Зажили мы все спокойно, хорошо, однообразно. Началось общение с другими русскими кораблями, которых набралось немало в нашем окружении. Муж постоянно встречал бывших соплавателей. Особенно приятна ему была встреча со Скрябиным, находящимся на соседнем пароходе с пятью детьми. Они тоже пережили ужасную эвакуацию. С соседнего парохода «Сарыч» пришли к нам муж с женой Топорковы, поужинали с нами. Анна Васильевна оказалась бывшей певицей, она спела нам несколько романсов таким задушевным, глубоким голосом, что мы все пришли в восторг и высказали надежду на частые встречи. Узнав о моей марсельской деятельности, Топорков изъявил желание тоже брать уроки французского языка, что облегчило бы ему впоследствии найти работу.
На новом месте мы получили очень хорошие просторные каюты, расположились там более комфортабельно, придав уют этому помещению. Дети росли здоровые, загорелые, обвеянные крепким морским воздухом. Петр Степанович Топорков делал большие успехи во французском языке. Очень полюбил наших детей, жалея, что у него их нет, несмотря на то что они давно женаты. Мне казалось, что Анна Васильевна гораздо старше его. Несмотря на полноту, она была своеобразно красива, светлая блондинка с серыми глазами, глубокий, прозрачный взгляд этих глаз, казалось, проникал в душу.

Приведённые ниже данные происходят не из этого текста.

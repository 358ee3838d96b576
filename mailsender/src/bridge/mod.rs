//! The event bridge: letters in over HTTP, finished letters out as JSON lines

pub mod intake;
pub mod notify;

pub use intake::{Accepted, IntakeConfig, IntakeServer, Submission};
pub use notify::{NotifyConfig, Notifier};
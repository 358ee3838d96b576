//! Rate-limited mail dispatch service
//!
//! Letters arrive over HTTP, are persisted, dispatched oldest first to a pool
//! of SMTP workers throttled by a shared rate limiter, and every finished
//! letter is published as a JSON line.

pub mod bridge;
pub mod controller;
mod error;

pub use controller::{MailSender, Running};
pub use error::{BridgeError, Result};
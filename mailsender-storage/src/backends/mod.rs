//! Storage backend implementations
//!
//! - `memory`: In-memory storage for tests and development
//! - `file`: Durable one-record-per-letter directory storage
//! - `test`: Memory storage with synchronization and failure injection

pub mod file;
pub mod memory;

pub use file::FileStorage;
pub use memory::MemoryStorage;
pub use test::TestStorage;
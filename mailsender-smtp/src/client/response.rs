//! SMTP reply parsing.

use super::error::{ClientError, Result};

/// A single line of an SMTP reply.
#[derive(Debug, Clone, PartialEq, Eq)]
pub struct ResponseLine {
    pub code: u16,
    /// `false` for continuation lines (`250-...`).
    pub is_last: bool,
    pub message: String,
}

/// A complete, possibly multi-line, SMTP reply.
#[derive(Debug, Clone, PartialEq, Eq)]
pub struct Response {
    pub code: u16,
    pub lines: Vec<String>,
}

impl Response {
    #[must_use]
    pub const fn new(code: u16, lines: Vec<String>) -> Self {
        Self { code, lines }
    }

    /// Returns the complete message with lines joined by newlines.
    #[must_use]
    pub fn message(&self) -> String {
        self.lines.join("\n")
    }

    #[must_use]
    pub const fn is_success(&self) -> bool {
        self.code >= 200 && self.code < 300
    }

    /// 3xx, e.g. the `354` that follows `DATA`.
    #[must_use]
    pub const fn is_intermediate(&self) -> bool {
        self.code >= 300 && self.code < 400
    }

    #[must_use]
    pub const fn is_temporary_error(&self) -> bool {
        self.code >= 400 && self.code < 500
    }

    #[must_use]
    pub const fn is_permanent_error(&self) -> bool {
        self.code >= 500 && self.code < 600
    }

    #[must_use]
    pub const fn is_error(&self) -> bool {
        self.is_temporary_error() || self.is_permanent_error()
    }

    /// Checks an EHLO reply for an advertised extension keyword.
    ///
    /// The first line is the server greeting and is skipped.
    #[must_use]
    pub fn has_extension(&self, keyword: &str) -> bool {
        self.lines.iter().skip(1).any(|line| {
            line.split_whitespace()
                .next()
                .is_some_and(|word| word.eq_ignore_ascii_case(keyword))
        })
    }

    /// Turn an error reply into [`ClientError::SmtpError`] and any other
    /// reply outside `accepted` into [`ClientError::UnexpectedResponse`].
    ///
    /// # Errors
    /// If the reply code is not in `accepted`.
    pub fn ensure(self, accepted: std::ops::Range<u16>) -> Result<Self> {
        if accepted.contains(&self.code) {
            Ok(self)
        } else if self.is_error() {
            Err(ClientError::SmtpError {
                code: self.code,
                message: self.message(),
            })
        } else {
            Err(ClientError::UnexpectedResponse {
                code: self.code,
                message: self.message(),
            })
        }
    }

    /// Parses a single reply line (without its line terminator).
    ///
    /// # Errors
    ///
    /// Returns `ClientError::ParseError` if the line doesn't match SMTP format.
    pub fn parse_line(line: &str) -> Result<ResponseLine> {
        let code_str = line
            .get(..3)
            .ok_or_else(|| ClientError::ParseError(format!("Response line too short: '{line}'")))?;

        let code = code_str
            .parse::<u16>()
            .map_err(|_| ClientError::ParseError(format!("Invalid status code: '{code_str}'")))?;

        let is_last = match line.as_bytes().get(3) {
            None | Some(b' ') => true,
            Some(b'-') => false,
            Some(c) => {
                return Err(ClientError::ParseError(format!(
                    "Invalid separator character: '{}'",
                    char::from(*c)
                )));
            }
        };

        Ok(ResponseLine {
            code,
            is_last,
            message: line.get(4..).unwrap_or_default().to_string(),
        })
    }

    /// Parses a complete reply from the front of `buffer`.
    ///
    /// Returns the reply and the number of bytes consumed, or `None` if the
    /// buffer does not yet hold a complete reply.
    ///
    /// # Errors
    ///
    /// Returns `ClientError::ParseError` if the reply is malformed.
    pub fn parse_response(buffer: &[u8]) -> Result<Option<(Self, usize)>> {
        let mut lines = Vec::new();
        let mut first_code = None;
        let mut consumed = 0;

        while let Some(end) = buffer[consumed..].iter().position(|b| *b == b'\n') {
            let raw = &buffer[consumed..consumed + end];
            consumed += end + 1;

            let text = std::str::from_utf8(raw)?.trim_end_matches('\r');
            if text.is_empty() {
                continue;
            }

            let line = Self::parse_line(text)?;
            match first_code {
                Some(code) if code != line.code => {
                    return Err(ClientError::ParseError(format!(
                        "Status code mismatch in multi-line response: expected {code}, got {}",
                        line.code
                    )));
                }
                Some(_) => {}
                None => first_code = Some(line.code),
            }

            lines.push(line.message);

            if line.is_last {
                return Ok(Some((Self::new(line.code, lines), consumed)));
            }
        }

        Ok(None)
    }
}
pub mod relay;
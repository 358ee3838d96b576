use core::fmt::{self, Display, Formatter};
use std::str::FromStr;

use serde::{Deserialize, Serialize};

/// Lifecycle state of a queued letter.
///
/// `Awaiting` letters are eligible for dispatch, `Processing` letters are
/// checked out to a delivery worker, and `Sent` / `Error` are terminal. The
/// only backwards transition is `Processing` to `Awaiting`, performed when
/// the queue recovers letters that a worker never reported back.
#[derive(Debug, Default, Clone, Copy, PartialEq, Eq, Hash, Serialize, Deserialize)]
#[serde(rename_all = "lowercase")]
pub enum Status {
    #[default]
    Awaiting,
    Processing,
    Sent,
    Error,
}

impl Status {
    pub const ALL: [Self; 4] = [Self::Awaiting, Self::Processing, Self::Sent, Self::Error];

    /// Checks if no further automatic transition can happen from this status
    pub const fn is_terminal(self) -> bool {
        matches!(self, Self::Sent | Self::Error)
    }

    pub const fn as_str(self) -> &'static str {
        match self {
            Self::Awaiting => "awaiting",
            Self::Processing => "processing",
            Self::Sent => "sent",
            Self::Error => "error",
        }
    }
}

impl Display for Status {
    fn fmt(&self, fmt: &mut Formatter<'_>) -> fmt::Result {
        fmt.write_str(self.as_str())
    }
}

#[derive(Debug, Clone, PartialEq, Eq, thiserror::Error)]
#[error("Unknown letter status: {0}")]
pub struct ParseStatusError(pub String);

impl FromStr for Status {
    type Err = ParseStatusError;

    fn from_str(s: &str) -> Result<Self, Self::Err> {
        Self::ALL
            .into_iter()
            .find(|status| status.as_str().eq_ignore_ascii_case(s.trim()))
            .ok_or_else(|| ParseStatusError(s.to_string()))
    }
}
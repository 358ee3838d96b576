use thiserror::Error;

/// Failures of the event bridge (HTTP intake and notification sink)
#[derive(Debug, Error)]
pub enum BridgeError {
    #[error("Failed to bind intake to {address}: {source}")]
    Bind {
        address: String,
        #[source]
        source: std::io::Error,
    },

    #[error("Intake server error: {0}")]
    Server(String),

    #[error("I/O error: {0}")]
    Io(#[from] std::io::Error),

    #[error("Serialization error: {0}")]
    Serialization(#[from] serde_json::Error),
}

pub type Result<T> = std::result::Result<T, BridgeError>;
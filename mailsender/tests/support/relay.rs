//! Accept-everything SMTP relay that counts the messages it receives

use std::{
    net::SocketAddr,
    sync::{
        Arc,
        atomic::{AtomicUsize, Ordering},
    },
};

use tokio::{
    io::{AsyncBufReadExt, AsyncWriteExt, BufReader},
    net::{TcpListener, TcpStream},
    task::JoinHandle,
};

pub struct Relay {
    addr: SocketAddr,
    messages: Arc<AtomicUsize>,
    task: JoinHandle<()>,
}

impl Relay {
    pub async fn start() -> std::io::Result<Self> {
        let listener = TcpListener::bind("127.0.0.1:0").await?;
        let addr = listener.local_addr()?;
        let messages = Arc::new(AtomicUsize::new(0));

        let counter = Arc::clone(&messages);
        let task = tokio::spawn(async move {
            while let Ok((stream, _)) = listener.accept().await {
                let counter = Arc::clone(&counter);
                tokio::spawn(async move {
                    let _ = session(stream, &counter).await;
                });
            }
        });

        Ok(Self {
            addr,
            messages,
            task,
        })
    }

    pub const fn port(&self) -> u16 {
        self.addr.port()
    }

    pub fn messages(&self) -> usize {
        self.messages.load(Ordering::SeqCst)
    }
}

impl Drop for Relay {
    fn drop(&mut self) {
        self.task.abort();
    }
}

async fn session(stream: TcpStream, messages: &AtomicUsize) -> std::io::Result<()> {
    let (reader, mut writer) = stream.into_split();
    let mut reader = BufReader::new(reader);
    let mut line = String::new();

    writer.write_all(b"220 relay.test ESMTP\r\n").await?;

    loop {
        line.clear();
        if reader.read_line(&mut line).await? == 0 {
            return Ok(());
        }

        let verb = line
            .split_whitespace()
            .next()
            .unwrap_or_default()
            .to_ascii_uppercase();

        let reply: &[u8] = match verb.as_str() {
            "EHLO" | "HELO" => b"250-relay.test\r\n250 8BITMIME\r\n",
            "MAIL" | "RCPT" | "RSET" | "NOOP" => b"250 OK\r\n",
            "DATA" => {
                writer.write_all(b"354 Go ahead\r\n").await?;
                loop {
                    line.clear();
                    if reader.read_line(&mut line).await? == 0 {
                        return Ok(());
                    }
                    if line == ".\r\n" {
                        break;
                    }
                }
                messages.fetch_add(1, Ordering::SeqCst);
                b"250 Queued\r\n"
            }
            "QUIT" => {
                writer.write_all(b"221 Bye\r\n").await?;
                return Ok(());
            }
            _ => b"502 Not implemented\r\n",
        };

        writer.write_all(reply).await?;
    }
}
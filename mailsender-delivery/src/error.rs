//! Typed error handling for delivery operations.
//!
//! Delivery failures are split into:
//! - Permanent failures (5xx SMTP codes, rejected credentials)
//! - Temporary failures (4xx SMTP codes, network trouble)
//! - System errors (configuration and internal problems)
//!
//! The split is informational. A letter is attempted once and every failure
//! ends in the `error` status; the category is what gets logged.

use mailsender_smtp::ClientError;
use thiserror::Error;

/// Top-level delivery error type.
#[derive(Debug, Error)]
pub enum DeliveryError {
    #[error("Permanent failure: {0}")]
    Permanent(#[from] PermanentError),

    #[error("Temporary failure: {0}")]
    Temporary(#[from] TemporaryError),

    #[error("System error: {0}")]
    System(#[from] SystemError),
}

/// Failures that would not go away if the letter were sent again.
#[derive(Debug, Error)]
pub enum PermanentError {
    /// Recipient address is invalid or rejected by the server.
    #[error("Invalid recipient: {0}")]
    InvalidRecipient(String),

    /// Message was rejected by the server (e.g., policy violation, spam).
    #[error("Message rejected: {0}")]
    MessageRejected(String),

    /// SMTP authentication failed.
    #[error("Authentication failed: {0}")]
    AuthenticationFailed(String),

    /// TLS is required but not available or failed.
    #[error("TLS required: {0}")]
    TlsRequired(String),

    /// The letter has no recipients at all.
    #[error("Letter has no recipients")]
    NoRecipients,
}

/// Failures caused by the network or a busy server.
#[derive(Debug, Error)]
pub enum TemporaryError {
    #[error("Connection failed: {0}")]
    ConnectionFailed(String),

    #[error("Server busy: {0}")]
    ServerBusy(String),

    #[error("Timed out: {0}")]
    Timeout(String),

    #[error("Temporary SMTP error: {0}")]
    SmtpTemporary(String),

    #[error("TLS handshake failed: {0}")]
    TlsHandshakeFailed(String),
}

/// System-level errors that indicate internal problems.
#[derive(Debug, Error)]
pub enum SystemError {
    /// Invalid configuration.
    #[error("Configuration error: {0}")]
    Configuration(String),

    /// Not a single delivery worker could open a session.
    #[error("No delivery session could be established ({attempted} attempted): {last_error}")]
    NoSessions {
        attempted: usize,
        last_error: String,
    },

    #[error("I/O error: {0}")]
    Io(#[from] std::io::Error),

    #[error("Internal error: {0}")]
    Internal(String),
}

/// Rate limiter construction errors.
#[derive(Debug, Clone, PartialEq, Eq, Error)]
pub enum LimiterError {
    #[error("Rate limiter period must be greater than zero")]
    ZeroPeriod,

    #[error("Rate limiter must allow at least one ticket per period")]
    ZeroMax,
}

impl From<LimiterError> for DeliveryError {
    fn from(error: LimiterError) -> Self {
        Self::System(SystemError::Configuration(error.to_string()))
    }
}

impl DeliveryError {
    #[must_use]
    pub const fn is_temporary(&self) -> bool {
        matches!(self, Self::Temporary(_))
    }

    #[must_use]
    pub const fn is_permanent(&self) -> bool {
        matches!(self, Self::Permanent(_))
    }

    #[must_use]
    pub const fn is_system(&self) -> bool {
        matches!(self, Self::System(_))
    }
}

/// Convert from SMTP `ClientError` to `DeliveryError`.
///
/// - **4xx SMTP codes** → Temporary
/// - **5xx SMTP codes** → Permanent
/// - **Connection/I/O errors** → Temporary
/// - **TLS errors** → Temporary
/// - **Parse/builder errors** → System
impl From<ClientError> for DeliveryError {
    fn from(error: ClientError) -> Self {
        match error {
            ClientError::SmtpError { code, message } if (400..500).contains(&code) => {
                Self::Temporary(TemporaryError::SmtpTemporary(format!("{code} {message}")))
            }

            ClientError::SmtpError { code, message } if (500..600).contains(&code) => {
                Self::Permanent(PermanentError::MessageRejected(format!("{code} {message}")))
            }

            ClientError::SmtpError { code, message }
            | ClientError::UnexpectedResponse { code, message } => Self::System(
                SystemError::Internal(format!("Unexpected SMTP response: {code} {message}")),
            ),

            ClientError::Io(e) => {
                Self::Temporary(TemporaryError::ConnectionFailed(format!("I/O error: {e}")))
            }

            ClientError::ConnectionClosed => Self::Temporary(TemporaryError::ConnectionFailed(
                "Connection closed unexpectedly".to_string(),
            )),

            ClientError::TlsError(e) => Self::Temporary(TemporaryError::TlsHandshakeFailed(e)),

            ClientError::ParseError(e) => {
                Self::System(SystemError::Internal(format!("SMTP parse error: {e}")))
            }

            ClientError::BuilderError(e) => {
                Self::System(SystemError::Internal(format!("Message build error: {e}")))
            }

            ClientError::Utf8Error(e) => {
                Self::System(SystemError::Internal(format!("UTF-8 error: {e}")))
            }
        }
    }
}
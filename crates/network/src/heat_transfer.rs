//! Heat-transfer primitives.
//!
//! Every function returns a power in W, positive when heat flows into the
//! component it is evaluated for.

use crate::{component::Component, environment::Environment, link::ThermalLink};

/// Stefan–Boltzmann constant in W/(m²·K⁴).
pub const STEFAN_BOLTZMANN: f64 = 5.670_374_419e-8;

/// Factor by which closed louvers cut absorbed sunlight.
pub const LOUVER_ATTENUATION: f64 = 10.0;

/// Sunlight absorbed over the illuminated part of the radiative area.
///
/// Never negative.
pub fn incident_flux(component: &Component, environment: &Environment) -> f64 {
    environment.incident_radiative_flux()
        * component.radiative_area()
        * component.illumination_factor()
        * component.emissivity()
}

/// Net radiative exchange with the background.
///
/// Negative when the component is warmer than the background.
pub fn background_flux(component: &Component, environment: &Environment) -> f64 {
    let t_bg = environment.background_temperature();
    let t = component.temperature();

    STEFAN_BOLTZMANN
        * component.radiative_area()
        * component.emissivity()
        * (t_bg.powi(4) - t.powi(4))
}

/// [`incident_flux`] after louvers, if fitted, have closed.
///
/// Louvers close on a component warmer than its heater set point.
pub fn louvered_incident_flux(
    component: &Component,
    environment: &Environment,
    louvers: bool,
) -> f64 {
    let flux = incident_flux(component, environment);

    if louvers && component.temperature() > component.heater().set_temp() && flux > 0.0 {
        flux / LOUVER_ATTENUATION
    } else {
        flux
    }
}

/// Heat conducted from `other` into `this` through `link`.
///
/// The link is resolved from `this` component's side.
pub fn conduction_flux(other: &Component, this: &Component, link: &ThermalLink) -> f64 {
    let g = link.resolve(this.temperature(), other.temperature());
    g * (other.temperature() - this.temperature())
}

Время в Сэте проходило в большом бездействии. Уроков не было, письма для капитана были редки. Конечно, я усиленно занималась детьми, это заполняло тоскливые дни. Безденежье тоже нас очень томило. У капитана давно иссякли все резервы. Мы все поняли, что плавать самостоятельно не будем, и ждали какой-то развязки, совершенно неизвестной в нашей судьбе. Иногда мы отправлялись целой гурьбой на пляж, находившийся в городе, недалеко от нас. Пляж был маленький, убогий, он не мог вместить того количества народа, которое толкалось на нем. Был другой, прекрасный пляж, «дикий», как мы его прозвали, но он был далеко, добраться к нему было трудно, особенно с детьми.